If you are just doing nearest neighbour type analysis, then I would suggest giving the spatial functions a look, because this is specifically what it was built for in the first place. The spatial functions are fast for this type of thing, I would say a deal faster than something you coded yourself. For me, it's kind of like when people consider rolling their own custom super-strong homemade encryption. This sort of thing has a lot of edge cases and holes, so why recreate the wheel? Is it really worth the risk and time? What about if you get it wrong? Now I understand the risks between spatial and encryption are worlds apart, but the same sort of thing applies. Once you start using the native geometry, you get a lot more options for no extra work.
We also run postgres with postgis as well, so my comparisons are based between these two. Postgres has VERY good spatial support, SQL Server 2008 is not on par yet in terms of functionality with Postgres. One thing I find annoying in SQL Server is it is not that easy to reproject if you are using the geometry datatype. Microsoft generally encourage the use of the geography type, which is lat/long based, but has distances and areas in metric units rather than degrees. We need to store data in geometry type, and as such to do area and distance calculations we regularly need to convert from geometry to geography and back again. Of course if you just store in geography, then this isn't an issue.
In earlier versions you had to prompt the spatial indexes, but in the latest update, this seems to have smoothed out most of those sort of issues for us. I find if you are manually creating spatial indexes a bit tedious in Sql Server, but that is because you have to specify a bounding box (if you are using geometry type). Again, if you use geography, this is not necessary.
GIS software support for SQL Server is getting better, with most of the major vendors offering direct connection to SQL Server. Open Source GIS is coming on board as well now that ogr has sql server 2008 connectors. I haven't had any experience with these, so I will not comment. We serve up map tiles of our data through Geoserver, which has a plugin to allow serving of data through SQL Server. Although it is not as mature (or as fast) as the Postgres implementation, it is still more than adequate for our needs.

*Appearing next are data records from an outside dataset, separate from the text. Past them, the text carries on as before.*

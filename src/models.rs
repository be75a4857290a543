use std::fmt;

use chrono::NaiveDate;
use once_cell::sync::Lazy;
use regex::Regex;
use serde::{Deserialize, Serialize, Serializer};

static SHOW_DATE_RE: Lazy<Regex> =
    Lazy::new(|| Regex::new(r"^[0-9]{4}-[0-9]{2}-[0-9]{2}$").expect("valid show date regex"));

/// One concert as listed by the "shows by year" endpoint.
#[derive(Serialize, Deserialize, Clone, Debug, PartialEq)]
pub struct ShowSummary {
    #[serde(rename = "showid")]
    pub id: i64,
    #[serde(rename = "showdate")]
    pub date: String,
    #[serde(default)]
    pub venue: Option<String>,
    #[serde(default)]
    pub city: Option<String>,
    #[serde(default)]
    pub state: Option<String>,
    #[serde(default)]
    pub country: Option<String>,
    pub artist_name: String,
}

impl ShowSummary {
    pub fn has_valid_date(&self) -> bool {
        is_show_date(&self.date)
    }

    /// Splits the date into (year, month, day). `None` unless there are exactly three parts.
    pub fn date_parts(&self) -> Option<(&str, &str, &str)> {
        let mut parts = self.date.split('-');
        match (parts.next(), parts.next(), parts.next(), parts.next()) {
            (Some(year), Some(month), Some(day), None) => Some((year, month, day)),
            _ => None,
        }
    }

    pub fn naive_date(&self) -> Option<NaiveDate> {
        NaiveDate::parse_from_str(&self.date, "%Y-%m-%d").ok()
    }

    pub fn is_by(&self, artist: &str) -> bool {
        self.artist_name.eq_ignore_ascii_case(artist)
    }
}

/// One performed song. Position in the returned list is the performance order.
#[derive(Serialize, Deserialize, Clone, Debug, PartialEq)]
pub struct SetlistItem {
    #[serde(rename = "set")]
    pub set_label: String,
    pub song: String,
    #[serde(rename = "trans_mark", default)]
    pub transition_mark: Option<String>,
    #[serde(default)]
    pub venue: String,
    #[serde(default)]
    pub city: String,
    #[serde(rename = "showdate", default)]
    pub show_date: String,
}

impl SetlistItem {
    /// The transition mark with surrounding whitespace removed, if anything is left.
    pub fn mark(&self) -> Option<&str> {
        self.transition_mark
            .as_deref()
            .map(str::trim)
            .filter(|mark| !mark.is_empty())
    }

    pub fn display_line(&self) -> String {
        match self.mark() {
            Some(mark) => format!("{} {}", self.song, mark),
            None => self.song.clone(),
        }
    }
}

/// Year endpoint envelope. Records stay raw so one bad show cannot sink the whole year.
#[derive(Deserialize, Debug, Default)]
pub struct ShowListEnvelope {
    #[serde(default)]
    pub error: bool,
    #[serde(default)]
    pub error_message: Option<String>,
    #[serde(default)]
    pub data: Option<serde_json::Value>,
}

#[derive(Deserialize, Debug)]
pub struct SetlistEnvelope {
    #[serde(default)]
    pub error: bool,
    #[serde(default)]
    pub error_message: Option<String>,
    pub data: Vec<SetlistItem>,
}

/// Day of month rendered as two digits ("01".."31").
#[derive(Clone, Copy, Debug, PartialEq, Eq, PartialOrd, Ord, Hash)]
pub struct CalendarDay(u8);

impl CalendarDay {
    pub fn new(day: u32) -> Option<Self> {
        if (1..=31).contains(&day) {
            Some(Self(day as u8))
        } else {
            None
        }
    }

    pub fn day(&self) -> u8 {
        self.0
    }
}

impl fmt::Display for CalendarDay {
    fn fmt(&self, f: &mut fmt::Formatter<'_>) -> fmt::Result {
        write!(f, "{:02}", self.0)
    }
}

impl Serialize for CalendarDay {
    fn serialize<S: Serializer>(&self, serializer: S) -> Result<S::Ok, S::Error> {
        serializer.collect_str(self)
    }
}

pub fn is_show_date(text: &str) -> bool {
    SHOW_DATE_RE.is_match(text)
}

We are a .NET development shop and I have found the geometry / geography types exposed through the Microsoft.SqlServer.Types namespace to be intuitive enough to use. I haven't used it much, nor have I done anything fancy aside from converting from well-known-text to geometry and persisting it, but it did just work. There was some talk that this namespace wasn't able to be used in Silverlight, but if that is for you, then you would have to look into this further. We are using it with ASP.NET front end and compiled classes on the back, talking to the database and have had no troubles. You can build you spatial queries in code, then shoot them through to the database and get the results back if you so wish, same as if you were using a non-spatial datatype. I believe that the Microsoft Entity Framework does not support the spatial types as of the latest stable release, but the CTP released in June does have the geometry and geography support. I know that NHibernate does have spatial support, as do some of the other Micro ORMs that are popping up like PetaPoco.
To get a feel for what people are using it for, a search on gis.stackexchange for sql server will probably render some interested cases.